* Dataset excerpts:
use std::{
    collections::BTreeMap,
    panic::{self, AssertUnwindSafe},
    sync::{
        Arc, Mutex, PoisonError,
        atomic::{AtomicU64, Ordering},
    },
};

use log::error;

use crate::Completion;

type Listener = dyn Fn(&Completion) + Send + Sync;

/// Handle returned by [`Dispatcher::subscribe`](crate::Dispatcher::subscribe).
#[derive(Debug, Clone, Copy, PartialEq, Eq, Hash)]
pub struct Subscription(u64);

/// The set of listeners notified of every completion.
#[derive(Default)]
pub(crate) struct Listeners {
    next: AtomicU64,
    entries: Mutex<BTreeMap<u64, Arc<Listener>>>,
}

impl Listeners {
    pub(crate) fn subscribe<F>(&self, listener: F) -> Subscription
    where
        F: Fn(&Completion) + Send + Sync + 'static,
    {
        let key = self.next.fetch_add(1, Ordering::Relaxed);
        self.lock().insert(key, Arc::new(listener));
        Subscription(key)
    }

    pub(crate) fn unsubscribe(&self, subscription: Subscription) -> bool {
        self.lock().remove(&subscription.0).is_some()
    }

    pub(crate) fn len(&self) -> usize {
        self.lock().len()
    }

    /// Calls every listener registered at the time of the call.
    ///
    /// Listeners run outside the lock, so one may subscribe or unsubscribe
    /// from inside its own callback. A panicking listener is logged and the
    /// remaining listeners still run.
    pub(crate) fn notify(&self, completion: &Completion) {
        let snapshot: Vec<Arc<Listener>> = self.lock().values().cloned().collect();

        for listener in snapshot {
            let outcome = panic::catch_unwind(AssertUnwindSafe(|| listener(completion)));
            if outcome.is_err() {
                error!("listener panicked while handling submission {}", completion.id);
            }
        }
    }

    fn lock(&self) -> std::sync::MutexGuard<'_, BTreeMap<u64, Arc<Listener>>> {
        self.entries.lock().unwrap_or_else(PoisonError::into_inner)
    }
}
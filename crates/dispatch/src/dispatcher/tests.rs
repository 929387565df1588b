use std::{
    sync::{Arc, Mutex, mpsc},
    thread,
    time::{Duration, Instant},
};

use approx::assert_relative_eq;
use cooling_core::{MethodKind, ParameterError, Parameters};
use tokio::runtime::{Builder, Handle};

use super::Dispatcher;
use crate::{Completion, Config, SubmissionId, SubmitError};

fn coffee(segment_count: usize) -> Parameters {
    Parameters::new(90.0, 0.05, 20.0, segment_count, 10.0)
}

fn dispatcher() -> Dispatcher {
    let config = Config::new(2, 1, "test-worker").expect("valid config");
    Dispatcher::new(&config).expect("runtime should start")
}

/// Records the id of every completion a listener sees.
fn recorder(dispatcher: &Dispatcher) -> Arc<Mutex<Vec<SubmissionId>>> {
    let seen = Arc::new(Mutex::new(Vec::new()));
    let sink = Arc::clone(&seen);
    dispatcher.subscribe(move |completion: &Completion| {
        sink.lock().unwrap().push(completion.id);
    });
    seen
}

#[test]
fn delivers_the_engine_solution() {
    let dispatcher = dispatcher();
    let params = coffee(40);

    let submission = dispatcher.submit(params.clone()).expect("should accept");
    let completion = submission.wait_blocking().expect("should complete");

    let direct = cooling_solvers::solve(&params).expect("should solve");
    assert_eq!(*completion.solution, direct);
    assert_eq!(completion.solution.len(), 41);
}

#[test]
fn invalid_parameters_are_rejected_synchronously() {
    let dispatcher = dispatcher();
    let seen = recorder(&dispatcher);

    let err = dispatcher.submit(coffee(0)).unwrap_err();

    assert_eq!(err, SubmitError::InvalidParameter(ParameterError::ZeroSegments));
    assert_eq!(dispatcher.latest(), None);
    assert_eq!(dispatcher.in_flight(), 0);
    assert!(seen.lock().unwrap().is_empty());
}

#[test]
fn non_finite_time_range_is_rejected_synchronously() {
    let dispatcher = dispatcher();

    let err = dispatcher
        .submit(coffee(10).with_time_range(f64::NAN))
        .unwrap_err();

    assert!(matches!(
        err,
        SubmitError::InvalidParameter(ParameterError::NonFiniteTimeRange { .. })
    ));
}

#[test]
fn listeners_see_every_completion() {
    let dispatcher = dispatcher();
    let seen = recorder(&dispatcher);

    let first = dispatcher.submit(coffee(10)).expect("should accept");
    let second = dispatcher.submit(coffee(20)).expect("should accept");
    let ids = [first.id(), second.id()];

    first.wait_blocking().expect("should complete");
    second.wait_blocking().expect("should complete");

    // Listeners run before the handle is resolved.
    let mut seen = seen.lock().unwrap().clone();
    seen.sort();
    assert_eq!(seen, ids);
}

#[test]
fn unsubscribed_listener_is_not_called() {
    let dispatcher = dispatcher();
    let calls = Arc::new(Mutex::new(0));
    let counter = Arc::clone(&calls);
    let subscription = dispatcher.subscribe(move |_: &Completion| {
        *counter.lock().unwrap() += 1;
    });

    assert_eq!(dispatcher.listener_count(), 1);
    assert!(dispatcher.unsubscribe(subscription));
    assert!(!dispatcher.unsubscribe(subscription));
    assert_eq!(dispatcher.listener_count(), 0);

    dispatcher
        .submit(coffee(10))
        .expect("should accept")
        .wait_blocking()
        .expect("should complete");

    assert_eq!(*calls.lock().unwrap(), 0);
}

#[test]
fn each_submission_gets_its_own_solution() {
    let dispatcher = dispatcher();

    let submissions: Vec<_> = (1..=8)
        .map(|n| (n, dispatcher.submit(coffee(n)).expect("should accept")))
        .collect();

    for (n, submission) in submissions {
        let id = submission.id();
        let completion = submission.wait_blocking().expect("should complete");

        assert_eq!(completion.id, id);
        assert_eq!(completion.solution.len(), n + 1);
    }
    assert_eq!(dispatcher.in_flight(), 0);
}

#[test]
fn latest_tracks_the_newest_submission() {
    let dispatcher = dispatcher();

    let first = dispatcher.submit(coffee(10)).expect("should accept");
    let second = dispatcher.submit(coffee(10)).expect("should accept");

    assert!(second.id() > first.id());
    assert_eq!(dispatcher.latest(), Some(second.id()));
    assert!(!dispatcher.is_latest(first.id()));

    // A caller keeping only the newest result discards the first completion.
    let completion = first.wait_blocking().expect("should complete");
    assert!(!dispatcher.is_latest(completion.id));
    let completion = second.wait_blocking().expect("should complete");
    assert!(dispatcher.is_latest(completion.id));
}

#[test]
fn dropped_handle_still_notifies_listeners() {
    let dispatcher = dispatcher();
    let (sender, receiver) = mpsc::channel();
    dispatcher.subscribe(move |completion: &Completion| {
        let _ = sender.send(completion.id);
    });

    let dropped = dispatcher.submit(coffee(10)).expect("should accept");
    let dropped_id = dropped.id();
    drop(dropped);

    let notified = receiver
        .recv_timeout(Duration::from_secs(10))
        .expect("listener should fire");
    assert_eq!(notified, dropped_id);
}

#[test]
fn submit_returns_before_the_computation_runs() {
    // A current-thread runtime makes no progress until something blocks on it.
    let runtime = Builder::new_current_thread()
        .build()
        .expect("runtime should start");
    let dispatcher = Dispatcher::with_handle(runtime.handle().clone(), &Config::default());
    let seen = recorder(&dispatcher);

    let submission = dispatcher.submit(coffee(1_000)).expect("should accept");

    assert_eq!(dispatcher.in_flight(), 1);
    assert_eq!(dispatcher.running(), 0);
    assert!(seen.lock().unwrap().is_empty());

    let completion = runtime
        .block_on(submission.wait())
        .expect("should complete");

    assert_eq!(completion.solution.len(), 1_001);
    assert_eq!(dispatcher.in_flight(), 0);
    assert_eq!(*seen.lock().unwrap(), vec![completion.id]);
}

#[test]
fn busy_pool_holds_new_submissions() {
    let config = Config::new(1, 1, "single").expect("valid config");
    let dispatcher = Dispatcher::new(&config).expect("runtime should start");
    let held = Arc::clone(&dispatcher.workers)
        .try_acquire_owned()
        .expect("pool should be idle");

    let submission = dispatcher.submit(coffee(10)).expect("should accept");
    thread::sleep(Duration::from_millis(50));

    assert_eq!(dispatcher.running(), 0);
    assert_eq!(dispatcher.in_flight(), 1);

    drop(held);
    submission.wait_blocking().expect("should complete");
    assert_eq!(dispatcher.in_flight(), 0);
}

#[test]
fn running_never_exceeds_max_workers() {
    let config = Config::new(2, 2, "pair").expect("valid config");
    let dispatcher = Dispatcher::new(&config).expect("runtime should start");
    let params = coffee(200_000).with_methods([MethodKind::Rk4]);

    let submissions: Vec<_> = (0..6)
        .map(|_| dispatcher.submit(params.clone()).expect("should accept"))
        .collect();

    let deadline = Instant::now() + Duration::from_secs(30);
    let mut peak = 0;
    while dispatcher.in_flight() > 0 {
        assert!(Instant::now() < deadline, "submissions did not finish");
        peak = peak.max(dispatcher.running());
        thread::yield_now();
    }

    assert!(peak <= 2, "{peak} computations ran at once");
    for submission in submissions {
        submission.wait_blocking().expect("should complete");
    }
}

#[test]
fn panicking_listener_does_not_block_delivery() {
    let dispatcher = dispatcher();
    dispatcher.subscribe(|_: &Completion| panic!("listener failure"));
    let seen = recorder(&dispatcher);

    let submission = dispatcher.submit(coffee(10)).expect("should accept");
    let id = submission.id();
    submission.wait_blocking().expect("should complete");

    assert_eq!(*seen.lock().unwrap(), vec![id]);
}

#[test]
fn single_worker_still_completes_everything() {
    let config = Config::new(1, 1, "single").expect("valid config");
    let dispatcher = Dispatcher::new(&config).expect("runtime should start");

    let submissions: Vec<_> = (0..4)
        .map(|_| dispatcher.submit(coffee(100)).expect("should accept"))
        .collect();

    for submission in submissions {
        let completion = submission.wait_blocking().expect("should complete");
        assert_eq!(completion.solution.len(), 101);
    }
}

#[tokio::test(flavor = "multi_thread", worker_threads = 2)]
async fn awaits_on_an_existing_runtime() {
    let dispatcher = Dispatcher::with_handle(Handle::current(), &Config::default());
    let params = coffee(4).with_methods([MethodKind::Analytical, MethodKind::Euler]);

    let completion = dispatcher
        .submit(params)
        .expect("should accept")
        .wait()
        .await
        .expect("should complete");

    assert!(!dispatcher.owns_runtime());
    let euler = completion.solution.series(MethodKind::Euler).unwrap();
    assert_relative_eq!(euler.values()[1], 90.0 - 2.5 * 3.5);
}
use std::collections::BTreeSet;

#[cfg(feature = "serde-derive")]
use serde::{Deserialize, Serialize};

use crate::{CoolingLaw, MethodKind, ParameterError};

/// One computation request.
///
/// Missing fields fall back to [`Parameters::default`] when deserializing, so a
/// request file only needs to name what it changes.
#[derive(Debug, Clone, PartialEq)]
#[cfg_attr(feature = "serde-derive", derive(Serialize, Deserialize))]
#[cfg_attr(feature = "serde-derive", serde(default))]
pub struct Parameters {
    /// Temperature at `t = 0`.
    pub initial_temperature: f64,

    /// Cooling coefficient `k` in `dT/dt = -k (T - T_env)`.
    pub cooling_coefficient: f64,

    /// Ambient temperature the body relaxes toward.
    pub environment_temperature: f64,

    /// Number of sub-intervals the time range is split into.
    pub segment_count: usize,

    /// Total elapsed time covered by the simulation.
    pub time_range: f64,

    /// Methods to compute.
    pub methods: BTreeSet<MethodKind>,
}

impl Default for Parameters {
    fn default() -> Self {
        Self {
            initial_temperature: 90.0,
            cooling_coefficient: 0.05,
            environment_temperature: 20.0,
            segment_count: 10,
            time_range: 10.0,
            methods: MethodKind::ALL.into_iter().collect(),
        }
    }
}

impl Parameters {
    /// Creates a request for every method.
    #[must_use]
    pub fn new(
        initial_temperature: f64,
        cooling_coefficient: f64,
        environment_temperature: f64,
        segment_count: usize,
        time_range: f64,
    ) -> Self {
        Self {
            initial_temperature,
            cooling_coefficient,
            environment_temperature,
            segment_count,
            time_range,
            methods: MethodKind::ALL.into_iter().collect(),
        }
    }

    /// Replaces the requested methods.
    #[must_use]
    pub fn with_methods(mut self, methods: impl IntoIterator<Item = MethodKind>) -> Self {
        self.methods = methods.into_iter().collect();
        self
    }

    /// Replaces the segment count.
    #[must_use]
    pub fn with_segments(mut self, segment_count: usize) -> Self {
        self.segment_count = segment_count;
        self
    }

    /// Replaces the time range.
    #[must_use]
    pub fn with_time_range(mut self, time_range: f64) -> Self {
        self.time_range = time_range;
        self
    }

    /// Checks that a step size can be derived from the request.
    ///
    /// Physical plausibility is not checked: any coefficient or temperature is
    /// accepted and evaluated as written.
    ///
    /// # Errors
    ///
    /// Returns [`ParameterError::ZeroSegments`] if `segment_count` is zero, or
    /// [`ParameterError::NonFiniteTimeRange`] if `time_range` is NaN or infinite.
    pub fn validate(&self) -> Result<(), ParameterError> {
        if self.segment_count == 0 {
            return Err(ParameterError::ZeroSegments);
        }
        if !self.time_range.is_finite() {
            return Err(ParameterError::NonFiniteTimeRange {
                value: self.time_range,
            });
        }
        Ok(())
    }

    /// Returns the step size `time_range / segment_count`.
    ///
    /// Only meaningful after [`validate`](Self::validate) succeeds.
    #[must_use]
    pub fn step(&self) -> f64 {
        #[allow(clippy::cast_precision_loss)]
        let segments = self.segment_count as f64;
        self.time_range / segments
    }

    /// Returns the cooling law described by this request.
    #[must_use]
    pub fn law(&self) -> CoolingLaw {
        CoolingLaw::new(
            self.initial_temperature,
            self.cooling_coefficient,
            self.environment_temperature,
        )
    }
}
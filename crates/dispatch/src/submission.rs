use std::{fmt, sync::Arc};

use cooling_core::Solution;
use tokio::sync::oneshot;

use crate::DispatchError;

/// Identifies one submission.
///
/// Ids increase monotonically per dispatcher, so a larger id always belongs to
/// a later submission.
#[derive(Debug, Clone, Copy, PartialEq, Eq, PartialOrd, Ord, Hash)]
pub struct SubmissionId(pub(crate) u64);

impl SubmissionId {
    /// Returns the raw sequence number.
    #[must_use]
    pub fn get(self) -> u64 {
        self.0
    }
}

impl fmt::Display for SubmissionId {
    fn fmt(&self, f: &mut fmt::Formatter<'_>) -> fmt::Result {
        write!(f, "#{}", self.0)
    }
}

/// A finished computation.
///
/// The solution is shared read-only between the submission handle and every
/// listener; nothing in the dispatcher keeps it after delivery.
#[derive(Debug, Clone)]
pub struct Completion {
    /// The submission that produced this solution.
    pub id: SubmissionId,

    /// The solution itself.
    pub solution: Arc<Solution>,
}

/// Handle to one in-flight computation.
///
/// Dropping the handle does not cancel the computation; listeners are still
/// notified.
#[derive(Debug)]
pub struct Submission {
    pub(crate) id: SubmissionId,
    pub(crate) receiver: oneshot::Receiver<Result<Completion, DispatchError>>,
}

impl Submission {
    /// Returns the id assigned to this submission.
    #[must_use]
    pub fn id(&self) -> SubmissionId {
        self.id
    }

    /// Waits for the computation to finish.
    ///
    /// # Errors
    ///
    /// Returns [`DispatchError::WorkerPanicked`] if the engine panicked, or
    /// [`DispatchError::Abandoned`] if the dispatcher shut down first.
    pub async fn wait(self) -> Result<Completion, DispatchError> {
        match self.receiver.await {
            Ok(outcome) => outcome,
            Err(_) => Err(DispatchError::Abandoned),
        }
    }

    /// Blocks the current thread until the computation finishes.
    ///
    /// # Errors
    ///
    /// See [`wait`](Self::wait).
    ///
    /// # Panics
    ///
    /// Panics if called from within an asynchronous execution context.
    pub fn wait_blocking(self) -> Result<Completion, DispatchError> {
        match self.receiver.blocking_recv() {
            Ok(outcome) => outcome,
            Err(_) => Err(DispatchError::Abandoned),
        }
    }
}
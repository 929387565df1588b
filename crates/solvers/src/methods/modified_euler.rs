//! Modified Euler (Heun's predictor-corrector).
//!
//! ```text
//! ŷ       = y_n + h f(y_n)
//! y_{n+1} = y_n + h (f(y_n) + f(ŷ)) / 2
//! ```

use cooling_core::{CoolingLaw, StepIntegrable};

/// Advances `temperature` by one Heun step.
#[must_use]
pub fn step(law: &CoolingLaw, temperature: f64, h: f64) -> f64 {
    let slope = law.derivative(temperature);
    let predicted = temperature.step(slope, h);
    let corrected = law.derivative(predicted);

    temperature.step(0.5 * (slope + corrected), h)
}

#[cfg(test)]
mod tests {
    use super::*;

    use approx::assert_relative_eq;

    #[test]
    fn first_step_matches_hand_calculation() {
        let law = CoolingLaw::new(90.0, 0.05, 20.0);

        // f(90) = -3.5, ŷ = 86.5, f(ŷ) = -3.325
        // y1 = 90 + (-3.5 - 3.325) / 2 = 86.5875
        assert_relative_eq!(step(&law, 90.0, 1.0), 86.5875, epsilon = 1e-12);
    }

    #[test]
    fn matches_second_order_taylor_expansion() {
        // For a linear equation Heun reproduces e^(-kh) to second order:
        // 1 - kh + (kh)^2 / 2.
        let law = CoolingLaw::new(1.0, 0.4, 0.0);
        let h = 0.25;
        let kh = 0.4 * h;

        assert_relative_eq!(step(&law, 1.0, h), 1.0 - kh + kh * kh / 2.0, epsilon = 1e-14);
    }
}
//! Turns one request into one solution.
//!
//! # Algorithm
//!
//! 1. Validate the request and derive `h = time_range / segment_count`.
//! 2. Evaluate the closed-form solution at every sample time `t_i = i h`.
//!    This reference is computed once and shared by every method.
//! 3. For each requested method, march its update rule from the initial
//!    temperature, recording the absolute error against the reference after
//!    every step.
//!
//! The result is a pure function of the request: no state is kept between
//! calls, so solving the same request twice yields identical solutions.

mod error;
mod march;
mod reference;


pub use error::Error;

use std::collections::BTreeMap;

use cooling_core::{ApproximationSeries, Parameters, Solution};
use log::{debug, trace, warn};

use crate::methods::update_rule;

/// Computes every requested method for `params`.
///
/// Methods not present in `params.methods` are absent from the solution.
///
/// Overflow is not recovered: a physically implausible request (for example a
/// large negative cooling coefficient) yields non-finite values in the
/// solution rather than an error.
///
/// # Errors
///
/// Returns [`Error::InvalidParameter`] if the segment count is zero or the
/// time range is not finite.
pub fn solve(params: &Parameters) -> Result<Solution, Error> {
    params.validate()?;

    let law = params.law();
    let h = params.step();
    let segments = params.segment_count;

    debug!(
        "solving {segments} segments of {h} for {} method(s)",
        params.methods.len()
    );

    let argument_values = reference::sample_times(h, segments);
    let analytical = reference::exact_values(&law, h, segments);

    let mut approximation_data = BTreeMap::new();
    for &method in &params.methods {
        let series = match update_rule(method) {
            None => ApproximationSeries::exact(analytical.clone()),
            Some(rule) => march::march(&analytical, h, |temperature, h| {
                rule(&law, temperature, h)
            }),
        };

        if series.values().iter().any(|v| !v.is_finite()) {
            warn!("{method} produced non-finite values");
        }
        trace!(
            "{method}: standard deviation {}",
            series.standard_deviation()
        );

        approximation_data.insert(method, series);
    }

    debug!("solved {} method(s)", approximation_data.len());
    Ok(Solution::new(argument_values, approximation_data))
}
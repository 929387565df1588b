//! Single-step update rules for the cooling equation.
//!
//! Each rule advances a temperature by one step of size `h`:
//!
//! | Method                         | Order | Derivative evaluations |
//! |--------------------------------|-------|------------------------|
//! | [`euler`]                      | 1     | 1                      |
//! | [`modified_euler`] (Heun)      | 2     | 2                      |
//! | [`rk4`]                        | 4     | 4                      |
//!
//! Rules are plain functions with the [`UpdateRule`] signature. The engine
//! drives every one of them through the same step loop, so adding a method
//! means adding a function, not a type.

pub mod euler;
pub mod modified_euler;
pub mod rk4;

use cooling_core::{CoolingLaw, MethodKind};

/// Advances `temperature` by one step of size `h` under `law`.
pub type UpdateRule = fn(law: &CoolingLaw, temperature: f64, h: f64) -> f64;

/// Returns the update rule for `method`, or `None` for the analytical solution.
#[must_use]
pub fn update_rule(method: MethodKind) -> Option<UpdateRule> {
    match method {
        MethodKind::Analytical => None,
        MethodKind::Euler => Some(euler::step),
        MethodKind::ModifiedEuler => Some(modified_euler::step),
        MethodKind::Rk4 => Some(rk4::step),
    }
}

#[cfg(test)]
mod tests {
    use super::*;

    #[test]
    fn every_numerical_method_has_a_rule() {
        for method in MethodKind::ALL {
            assert_eq!(update_rule(method).is_some(), method.is_numerical());
        }
    }
}
//! Compares every method on one cooling request.
//!
//! # Usage
//!
//! ```text
//! cargo run --example compare
//! cargo run --example compare -- 20 60
//! cargo run --example compare -- 20 60 euler rk4
//! ```
//!
//! The first two arguments are the segment count and time range; any further
//! arguments name the methods to compute (all four by default). The request is
//! submitted to a dispatcher, and the table is printed once the completion
//! arrives.

use std::{error::Error, process};

use cooling_core::{MethodKind, Parameters};
use cooling_dispatch::{Completion, Config, Dispatcher};

fn main() -> Result<(), Box<dyn Error>> {
    let params = parse_args().unwrap_or_else(|message| {
        eprintln!("{message}");
        eprintln!("Usage: compare [segments [time_range [method...]]]");
        process::exit(1);
    });

    let dispatcher = Dispatcher::new(&Config::default())?;
    dispatcher.subscribe(|completion: &Completion| {
        println!(
            "submission {} finished with {} samples",
            completion.id,
            completion.solution.len()
        );
    });

    let completion = dispatcher.submit(params)?.wait_blocking()?;
    let solution = &completion.solution;
    let methods: Vec<MethodKind> = solution.methods().collect();

    print!("{:>10}", "t");
    for method in &methods {
        print!("{:>16}", method.name());
    }
    println!();

    for sample in solution.samples() {
        print!("{:>10.3}", sample.time);
        for &method in &methods {
            match sample.value(method) {
                Some(value) => print!("{value:>16.6}"),
                None => print!("{:>16}", "-"),
            }
        }
        println!();
    }

    println!();
    for (method, series) in solution.approximation_data() {
        if let Some(max_error) = series.max_error() {
            println!(
                "{:<14} standard deviation {:.3e}, max error {:.3e}",
                method.name(),
                series.standard_deviation(),
                max_error
            );
        }
    }
    if let Some(best) = solution.most_accurate() {
        println!("most accurate: {best}");
    }

    Ok(())
}

fn parse_args() -> Result<Parameters, String> {
    let mut args = std::env::args().skip(1);
    let mut params = Parameters::default();

    if let Some(segments) = args.next() {
        params.segment_count = segments
            .parse()
            .map_err(|_| format!("Invalid segment count: {segments}"))?;
    }
    if let Some(range) = args.next() {
        params.time_range = range
            .parse()
            .map_err(|_| format!("Invalid time range: {range}"))?;
    }

    let methods = args
        .map(|name| name.parse::<MethodKind>().map_err(|err| err.to_string()))
        .collect::<Result<Vec<_>, _>>()?;
    if !methods.is_empty() {
        params = params.with_methods(methods);
    }

    Ok(params)
}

* Instructions to follow: Every line of the records containing the word "ZeroSegments" must appear in the answer.

* Written reply:
    assert_eq!(err, SubmitError::InvalidParameter(ParameterError::ZeroSegments));
    /// Returns [`ParameterError::ZeroSegments`] if `segment_count` is zero, or
            return Err(ParameterError::ZeroSegments);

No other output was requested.